ISOLATION OF CDNA CLONES OF GENES WITH ALTERED EXPRESSION LEVELS IN PHOSPHATE-STARVED BRASSICA-NIGRA SUSPENSION CELLS

Differential gene expression at the transcriptional level was examined as an initial step in the investigation of the P-i starvation response of Brassica nigra suspension cells. Total RNA was extracted from 7-day old cells grown in media containing either no P-i, 1.25 mM or 10 mM P-i. In vitro translation was carried out using their respective poly(A)(+) RNA isolates and the resultant polypeptides were separated on a high-resolution SDS-PAGE gel.
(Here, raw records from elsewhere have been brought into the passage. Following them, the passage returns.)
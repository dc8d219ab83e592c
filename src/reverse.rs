/* src/reverse.rs */

use crate::Error;
use crate::cursor::{ByteCursor, Region};
use crate::store::RandomAccess;

/// Cursor over an arc region that was written back to front.
///
/// The logical position shrinks as bytes are consumed. A single byte is read
/// at `base_offset + position`. A span of `n` bytes ends at that offset: the
/// `n` physically earlier bytes are read in ascending address order and then
/// flipped, so the caller sees them in the same order a [`ForwardCursor`]
/// would produce for the mirrored layout.
///
/// [`ForwardCursor`]: crate::ForwardCursor
///
/// ```
/// use fst_cursor::{ByteCursor, ReverseCursor, SliceStore};
///
/// let mut store = vec![0u8; 100];
/// store.extend(0..10u8);
/// let mut cur = ReverseCursor::new(SliceStore::new(&store), 109, 10);
/// let mut buf = [0u8; 5];
/// cur.read_bytes(&mut buf).unwrap();
/// assert_eq!(buf, [9, 8, 7, 6, 5]);
/// assert_eq!(cur.position(), -5);
/// ```
#[derive(Debug, Clone)]
pub struct ReverseCursor<S> {
	store: S,
	region: Region,
	pos: i64,
}

impl<S: RandomAccess> ReverseCursor<S> {
	/// Create a cursor at logical position `0`.
	///
	/// `bound_length` is only reported in errors; reads past it are not
	/// rejected.
	#[must_use]
	pub fn new(store: S, base_offset: i64, bound_length: i64) -> Self {
		Self {
			store,
			region: Region {
				base: base_offset,
				bound: bound_length,
			},
			pos: 0,
		}
	}

	/// Physical offset of logical position `0`.
	#[must_use]
	pub fn base_offset(&self) -> i64 {
		self.region.base
	}

	/// Declared size of the addressable region.
	#[must_use]
	pub fn bound_length(&self) -> i64 {
		self.region.bound
	}

	/// Borrow the backing store.
	#[must_use]
	pub fn store(&self) -> &S {
		&self.store
	}

	/// Give the backing store back.
	#[must_use]
	pub fn into_store(self) -> S {
		self.store
	}

	/// Physical offset of the lowest byte in a span of `len` bytes ending at
	/// the current position. A zero-length span resolves one past it.
	fn span_start(&self, len: i64) -> Result<u64, Error<S::Error>> {
		self.region.resolve(self.pos, len - 1)
	}
}

impl<S: RandomAccess> ByteCursor for ReverseCursor<S> {
	type Error = Error<S::Error>;

	fn position(&self) -> i64 {
		self.pos
	}

	fn seek(&mut self, pos: i64) {
		debug_assert!(pos >= 0, "negative cursor position {pos}");
		self.pos = pos;
	}

	// Positive counts move forward logically, which is backward in storage.
	fn skip(&mut self, count: i64) {
		self.pos = self.pos.wrapping_sub(count);
	}

	fn is_reversed(&self) -> bool {
		true
	}

	fn read_byte(&mut self) -> Result<u8, Self::Error> {
		let offset = self.span_start(1)?;
		log::trace!("reverse read of 1 byte at {offset}");
		self.store.seek(offset).map_err(Error::Store)?;
		let val = self.store.read_byte().map_err(Error::Store)?;
		self.pos = self.pos.wrapping_sub(1);
		Ok(val)
	}

	fn read_bytes(&mut self, buf: &mut [u8]) -> Result<(), Self::Error> {
		let len = buf.len() as i64;
		let offset = self.span_start(len)?;
		log::trace!("reverse read of {len} bytes at {offset}");
		self.store.seek(offset).map_err(Error::Store)?;
		self.store.read_bytes(buf).map_err(Error::Store)?;
		buf.reverse();
		self.pos = self.pos.wrapping_sub(len);
		Ok(())
	}
}
/* tests/properties.rs */
#![allow(missing_docs)]

mod helpers;

use fst_cursor::{ByteCursor, ForwardCursor, RandomAccess, ReverseCursor, SliceStore};
use proptest::prelude::*;

/// Split `len` bytes into consecutive read sizes from `sizes`, cycling.
fn chunks(len: usize, sizes: &[usize]) -> Vec<usize> {
	let mut out = Vec::new();
	let mut left = len;
	for &size in sizes.iter().cycle() {
		if left == 0 {
			break;
		}
		let n = size.min(left);
		out.push(n);
		left -= n;
	}
	out
}

fn read_all<C>(cur: &mut C, sizes: &[usize]) -> Vec<u8>
where
	C: ByteCursor,
	C::Error: std::fmt::Debug,
{
	let mut out = Vec::new();
	for n in sizes {
		if *n == 1 {
			out.push(cur.read_byte().unwrap());
		} else {
			let mut buf = vec![0u8; *n];
			cur.read_bytes(&mut buf).unwrap();
			out.extend_from_slice(&buf);
		}
	}
	out
}

proptest! {
	#[test]
	fn both_directions_see_the_same_bytes(
		logical in proptest::collection::vec(any::<u8>(), 1..128),
		header in 0usize..32,
		sizes in proptest::collection::vec(1usize..9, 1..8),
	) {
		let fwd_data = helpers::forward_layout(header, &logical);
		let rev_data = helpers::reverse_layout(header, &logical);
		let plan = chunks(logical.len(), &sizes);

		let mut fwd = ForwardCursor::new(SliceStore::new(&fwd_data), header as i64, logical.len() as i64);
		let mut rev = ReverseCursor::new(
			SliceStore::new(&rev_data),
			helpers::reverse_base(header, logical.len()),
			logical.len() as i64,
		);

		prop_assert_eq!(&read_all(&mut fwd, &plan), &logical);
		prop_assert_eq!(&read_all(&mut rev, &plan), &logical);
		prop_assert_eq!(fwd.position(), logical.len() as i64);
		prop_assert_eq!(rev.position(), -(logical.len() as i64));
	}

	#[test]
	fn skip_agrees_with_seek(p in 0i64..1_000_000, k in -1_000_000i64..1_000_000) {
		let data = [0u8; 1];

		let mut fwd = ForwardCursor::new(SliceStore::new(&data), 0, 1);
		fwd.seek(p);
		fwd.skip(k);
		prop_assert_eq!(fwd.position(), p + k);

		// Reverse skip counts down, so the same logical move lands on p - k.
		let mut rev = ReverseCursor::new(SliceStore::new(&data), 0, 1);
		rev.seek(p);
		rev.skip(k);
		prop_assert_eq!(rev.position(), p - k);
	}

	#[test]
	fn flipping_a_reverse_span_restores_storage_order(
		data in proptest::collection::vec(any::<u8>(), 1..64),
		len in 1usize..64,
	) {
		let len = len.min(data.len());
		let end = data.len() - 1;

		let mut cur = ReverseCursor::new(SliceStore::new(&data), 0, data.len() as i64);
		cur.seek(end as i64);
		let mut buf = vec![0u8; len];
		cur.read_bytes(&mut buf).unwrap();
		buf.reverse();

		let mut physical = vec![0u8; len];
		let mut store = SliceStore::new(&data);
		store.seek((end + 1 - len) as u64).unwrap();
		store.read_bytes(&mut physical).unwrap();

		prop_assert_eq!(buf, physical);
		prop_assert_eq!(cur.position(), end as i64 - len as i64);
	}

	#[test]
	fn negative_physical_offset_is_rejected(
		base in -1_000i64..0,
		pos in 0i64..1_000,
	) {
		prop_assume!(base + pos < 0);
		let data = [0u8; 4];
		let mut fwd = ForwardCursor::new(SliceStore::new(&data), base, 4);
		fwd.seek(pos);
		let is_out_of_range = matches!(
			fwd.read_byte(),
			Err(fst_cursor::Error::OutOfRange { physical, .. }) if physical == base + pos
		);
		prop_assert!(is_out_of_range);
		prop_assert_eq!(fwd.position(), pos);
	}
}
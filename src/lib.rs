/* src/lib.rs */

//! Forward and reverse byte cursors for FST arc data kept on disk.
//!
//! An FST too large to hold in memory is decoded straight from a
//! random-access store. Arcs are often written back to front while the FST
//! is built, so a decoder needs to walk them in either direction while
//! seeing the same logical byte order:
//!
//! - [`ForwardCursor`] maps logical position `p` to `base + p` and counts up.
//! - [`ReverseCursor`] counts down and flips every multi-byte span so it
//!   reads like the forward layout.
//!
//! Both implement [`ByteCursor`]; [`Cursor`] wraps either one behind a
//! [`Direction`] chosen at construction. Stores plug in through
//! [`RandomAccess`]: [`SliceStore`] for in-memory bytes and, with the `std`
//! feature, `IoStore` for any seekable reader.
//!
//! Every read is one seek plus one read against the store. The only check
//! the cursors make is that the resolved physical offset is not negative;
//! the region length is carried for diagnostics only.

#![cfg_attr(not(feature = "std"), no_std)]

mod cursor;
mod error;
mod forward;
mod reverse;
mod store;

pub use crate::cursor::{ByteCursor, Cursor, Direction};
pub use crate::error::{Error, StoreError};
pub use crate::forward::ForwardCursor;
pub use crate::reverse::ReverseCursor;
#[cfg(feature = "std")]
pub use crate::store::IoStore;
pub use crate::store::{RandomAccess, SliceStore};
//! Ed25519 message signatures.
//!
//! Wallets return raw 64-byte Ed25519 signatures for `signMessage`. These
//! helpers check such a signature against the signer's address and move it
//! to and from its Base58 text form.

use ed25519_dalek::{Signature, Verifier, VerifyingKey};

use crate::error::SolError;

/// Length of a raw Ed25519 signature.
pub const SIGNATURE_LEN: usize = 64;

/// Check `signature` over `message` against a 32-byte Ed25519 public key.
///
/// Returns `false` for anything malformed (wrong length, invalid point)
/// as well as for a well-formed signature that does not verify.
pub fn verify_message_signature(signature: &[u8], message: &[u8], public_key: &[u8; 32]) -> bool {
    let Ok(signature) = Signature::from_slice(signature) else {
        return false;
    };
    let Ok(verifying_key) = VerifyingKey::from_bytes(public_key) else {
        return false;
    };
    verifying_key.verify(message, &signature).is_ok()
}

/// Encode raw signature bytes as Base58.
pub fn encode_signature(signature: &[u8]) -> String {
    bs58::encode(signature).into_string()
}

/// Decode a Base58 signature string into its 64 raw bytes.
pub fn decode_signature(signature: &str) -> Result<[u8; SIGNATURE_LEN], SolError> {
    let bytes = bs58::decode(signature)
        .into_vec()
        .map_err(|e| SolError::InvalidSignature(format!("base58 decode failed: {e}")))?;

    bytes.try_into().map_err(|v: Vec<u8>| {
        SolError::InvalidSignature(format!("expected {SIGNATURE_LEN} bytes, got {}", v.len()))
    })
}
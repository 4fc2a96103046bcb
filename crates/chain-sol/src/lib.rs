//! Solana primitives for the dApp workflows.
//!
//! This crate covers the small slice of Solana the workflows actually touch:
//! Base58 addresses, SOL <-> lamport conversion, the System Program
//! `Transfer` instruction with its legacy message wire format, and Ed25519
//! message-signature checks. There is no `solana-sdk` dependency; the wire
//! format is written by hand on top of `ed25519-dalek` and `bs58`.

pub mod address;
pub mod error;
pub mod signature;
pub mod transaction;
pub mod units;

// Re-export key public types for ergonomic imports.
pub use address::{address_to_bytes, bytes_to_address, validate_address, Address};
pub use error::SolError;
pub use signature::{
    decode_signature, encode_signature, verify_message_signature, SIGNATURE_LEN,
};
pub use transaction::{
    blockhash_from_str, build_sol_transfer, compile_transaction, encode_compact_u16,
    serialize_message, sign_transaction, system_transfer_instruction, CompiledInstruction,
    SignedTransaction, SolAccountMeta, SolInstruction, SolTransaction, SYSTEM_PROGRAM_ID,
};
pub use units::{lamports_to_sol, sol_to_lamports, LAMPORTS_PER_SOL, SOL_DECIMALS};
//! Wallet session seam.
//!
//! A session is whatever owns the user's keys: a browser extension bridge,
//! a hardware wallet, a local keypair in tests. The workflows only ever see
//! the connected address and ask the session to sign; key material never
//! crosses this boundary.

use async_trait::async_trait;
use chain_sol::Address;

use crate::error::TransportError;
use crate::request::TransferRequest;
use crate::rpc::LedgerRpc;

/// Signs arbitrary bytes with the connected account's key.
#[async_trait]
pub trait MessageSigner: Send + Sync {
    /// Returns the raw 64-byte Ed25519 signature, or the wallet's error
    /// (user rejection included).
    async fn sign_message(&self, message: &[u8]) -> Result<Vec<u8>, TransportError>;
}

/// A connected (or not yet connected) wallet.
#[async_trait]
pub trait WalletSession: Send + Sync {
    /// The connected account, if any.
    fn connected_account(&self) -> Option<Address>;

    /// Message signing capability. Not every wallet offers one.
    fn message_signer(&self) -> Option<&dyn MessageSigner> {
        None
    }

    /// Build, sign and broadcast `request` through `rpc`, returning the
    /// transaction signature.
    async fn sign_and_send(
        &self,
        request: &TransferRequest,
        rpc: &dyn LedgerRpc,
    ) -> Result<String, TransportError>;
}
//! Ledger RPC seam.
//!
//! [`LedgerRpc`] is everything the workflows (and a session's
//! sign-and-send) need from a Solana node. [`JsonRpcClient`] is the bundled
//! implementation over JSON-RPC 2.0; tests plug in their own.

use async_trait::async_trait;
use chain_sol::Address;

use crate::error::TransportError;

pub mod http;

pub use http::{JsonRpcClient, RpcClientError};

/// Final state of a submitted transaction.
#[derive(Debug, Clone, PartialEq, Eq)]
pub enum Confirmation {
    /// Reached the configured commitment without error.
    Confirmed,
    /// Landed with an error, or never reached the commitment.
    Failed(String),
}

#[async_trait]
pub trait LedgerRpc: Send + Sync {
    /// Balance in lamports.
    async fn get_balance(&self, account: &Address) -> Result<u64, TransportError>;

    /// Ask the cluster faucet for `lamports`; returns the airdrop signature.
    async fn request_airdrop(&self, account: &Address, lamports: u64)
        -> Result<String, TransportError>;

    /// Wait for `signature` to settle.
    async fn confirm_transaction(&self, signature: &str) -> Result<Confirmation, TransportError>;

    /// Latest blockhash, decoded.
    async fn latest_blockhash(&self) -> Result<[u8; 32], TransportError>;

    /// Broadcast a signed wire transaction; returns its signature.
    async fn send_transaction(&self, wire: &[u8]) -> Result<String, TransportError>;
}
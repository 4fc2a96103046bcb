//! Signature verification primitive.

use chain_sol::signature::verify_message_signature;

/// Checks a detached signature over `message` against `public_key`.
pub trait SignatureVerifier: Send + Sync {
    fn verify(&self, signature: &[u8], message: &[u8], public_key: &[u8; 32]) -> bool;
}

/// Ed25519, as used by every Solana wallet.
#[derive(Debug, Clone, Copy, Default)]
pub struct Ed25519Verifier;

impl SignatureVerifier for Ed25519Verifier {
    fn verify(&self, signature: &[u8], message: &[u8], public_key: &[u8; 32]) -> bool {
        verify_message_signature(signature, message, public_key)
    }
}
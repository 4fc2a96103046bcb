//! Runtime configuration.
//!
//! Every field has a default, so an empty JSON object (or
//! [`Config::default`]) yields a devnet setup with a 5 SOL airdrop ceiling
//! and message-signature self-verification switched on.

use std::fmt;
use std::time::Duration;

use rust_decimal::Decimal;
use serde::{Deserialize, Serialize};
use url::Url;

use crate::error::ConfigError;

/// Largest airdrop accepted per request, in SOL.
pub const DEFAULT_AIRDROP_CEILING_SOL: Decimal = Decimal::from_parts(5, 0, 0, false, 0);

/// Solana cluster the workflows talk to.
#[derive(Debug, Clone, Copy, Default, PartialEq, Eq, Hash, Serialize, Deserialize)]
#[serde(rename_all = "kebab-case")]
pub enum Cluster {
    #[default]
    Devnet,
    Testnet,
    MainnetBeta,
    Localnet,
}

impl Cluster {
    /// Public JSON-RPC endpoint.
    pub fn rpc_url(&self) -> &'static str {
        match self {
            Cluster::Devnet => "https://api.devnet.solana.com",
            Cluster::Testnet => "https://api.testnet.solana.com",
            Cluster::MainnetBeta => "https://api.mainnet-beta.solana.com",
            Cluster::Localnet => "http://127.0.0.1:8899",
        }
    }

    /// Whether the cluster runs a faucet behind `requestAirdrop`.
    pub fn supports_airdrop(&self) -> bool {
        !matches!(self, Cluster::MainnetBeta)
    }

    pub fn name(&self) -> &'static str {
        match self {
            Cluster::Devnet => "devnet",
            Cluster::Testnet => "testnet",
            Cluster::MainnetBeta => "mainnet-beta",
            Cluster::Localnet => "localnet",
        }
    }
}

impl fmt::Display for Cluster {
    fn fmt(&self, f: &mut fmt::Formatter<'_>) -> fmt::Result {
        f.write_str(self.name())
    }
}

/// Commitment level used for reads and confirmations.
#[derive(Debug, Clone, Copy, Default, PartialEq, Eq, PartialOrd, Ord, Hash, Serialize, Deserialize)]
#[serde(rename_all = "lowercase")]
pub enum Commitment {
    Processed,
    #[default]
    Confirmed,
    Finalized,
}

impl Commitment {
    pub fn as_str(&self) -> &'static str {
        match self {
            Commitment::Processed => "processed",
            Commitment::Confirmed => "confirmed",
            Commitment::Finalized => "finalized",
        }
    }
}

/// Settings for the bundled JSON-RPC client.
#[derive(Debug, Clone, PartialEq, Eq, Serialize, Deserialize)]
#[serde(default, rename_all = "camelCase")]
pub struct RpcConfig {
    /// Overrides the cluster's public endpoint.
    #[serde(skip_serializing_if = "Option::is_none")]
    pub url: Option<Url>,
    pub commitment: Commitment,
    /// Per-request HTTP timeout. `None` keeps reqwest's default.
    #[serde(skip_serializing_if = "Option::is_none")]
    pub timeout_ms: Option<u64>,
    pub confirm_poll_interval_ms: u64,
    pub confirm_max_attempts: u32,
}

impl Default for RpcConfig {
    fn default() -> Self {
        Self {
            url: None,
            commitment: Commitment::default(),
            timeout_ms: None,
            confirm_poll_interval_ms: 500,
            // ~30s at the default interval.
            confirm_max_attempts: 60,
        }
    }
}

impl RpcConfig {
    pub fn timeout(&self) -> Option<Duration> {
        self.timeout_ms.map(Duration::from_millis)
    }

    pub fn confirm_poll_interval(&self) -> Duration {
        Duration::from_millis(self.confirm_poll_interval_ms)
    }
}

/// Top-level configuration.
#[derive(Debug, Clone, PartialEq, Eq, Serialize, Deserialize)]
#[serde(default, rename_all = "camelCase")]
pub struct Config {
    pub cluster: Cluster,
    /// Per-request airdrop ceiling in SOL.
    pub airdrop_ceiling_sol: Decimal,
    /// Check wallet message signatures before reporting them.
    pub verify_message_signatures: bool,
    pub rpc: RpcConfig,
}

impl Default for Config {
    fn default() -> Self {
        Self {
            cluster: Cluster::default(),
            airdrop_ceiling_sol: DEFAULT_AIRDROP_CEILING_SOL,
            verify_message_signatures: true,
            rpc: RpcConfig::default(),
        }
    }
}

impl Config {
    /// Parse a JSON document; missing fields fall back to defaults.
    pub fn from_json(json: &str) -> Result<Self, ConfigError> {
        Ok(serde_json::from_str(json)?)
    }

    /// Endpoint the RPC client should use.
    pub fn rpc_url(&self) -> Result<Url, ConfigError> {
        match &self.rpc.url {
            Some(url) => Ok(url.clone()),
            None => Ok(Url::parse(self.cluster.rpc_url())?),
        }
    }
}

#[cfg(test)]
mod tests {
    use super::*;

    #[test]
    fn defaults_target_devnet() {
        let config = Config::default();
        assert_eq!(config.cluster, Cluster::Devnet);
        assert_eq!(config.airdrop_ceiling_sol, Decimal::from(5));
        assert!(config.verify_message_signatures);
        assert_eq!(config.rpc.commitment, Commitment::Confirmed);
        assert_eq!(
            config.rpc_url().unwrap().as_str(),
            "https://api.devnet.solana.com/"
        );
    }

    #[test]
    fn empty_json_is_default() {
        assert_eq!(Config::from_json("{}").unwrap(), Config::default());
    }

    #[test]
    fn partial_json_overrides() {
        let config = Config::from_json(
            r#"{
                "cluster": "localnet",
                "airdropCeilingSol": "2.5",
                "rpc": { "url": "http://localhost:9000/", "confirmMaxAttempts": 3 }
            }"#,
        )
        .unwrap();

        assert_eq!(config.cluster, Cluster::Localnet);
        assert_eq!(config.airdrop_ceiling_sol, "2.5".parse::<Decimal>().unwrap());
        assert!(config.verify_message_signatures);
        assert_eq!(config.rpc.confirm_max_attempts, 3);
        assert_eq!(config.rpc.confirm_poll_interval_ms, 500);
        assert_eq!(config.rpc_url().unwrap().as_str(), "http://localhost:9000/");
    }

    #[test]
    fn unknown_cluster_is_rejected() {
        let err = Config::from_json(r#"{ "cluster": "moon" }"#).unwrap_err();
        assert!(err.to_string().starts_with("invalid config JSON"));
    }

    #[test]
    fn only_mainnet_lacks_a_faucet() {
        assert!(Cluster::Devnet.supports_airdrop());
        assert!(Cluster::Testnet.supports_airdrop());
        assert!(Cluster::Localnet.supports_airdrop());
        assert!(!Cluster::MainnetBeta.supports_airdrop());
        assert_eq!(Cluster::MainnetBeta.to_string(), "mainnet-beta");
    }
}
Scanning densitometry identified four polypeptides (ca. 31.7, 32.3, 52.5 and 64.8 kDa) present only in the P-i-starved samples. Screening by differential hybridization was performed on a cDNA library constructed from mRNA isolated from P-i-starved cells. Probes prepared from mRNA. from P-i-defficient and P-i-sufficient cells identified a number of clones representing mRNA species that were preferentially transcribed under P-i deficiency. These phosphate starvation-responsive (psr) clones were placed into eleven groups as determined by cross-hybridization. Northern blots showed that the corresponding genes are inducible in both mild and severe P-i starvation conditions. Preliminary sequencing identified one of the clones as being homologous to beta-glucosidases from several plant species. The possible role of beta-glucosidase during P-i starvation and the identities of the other psr genes are discussed.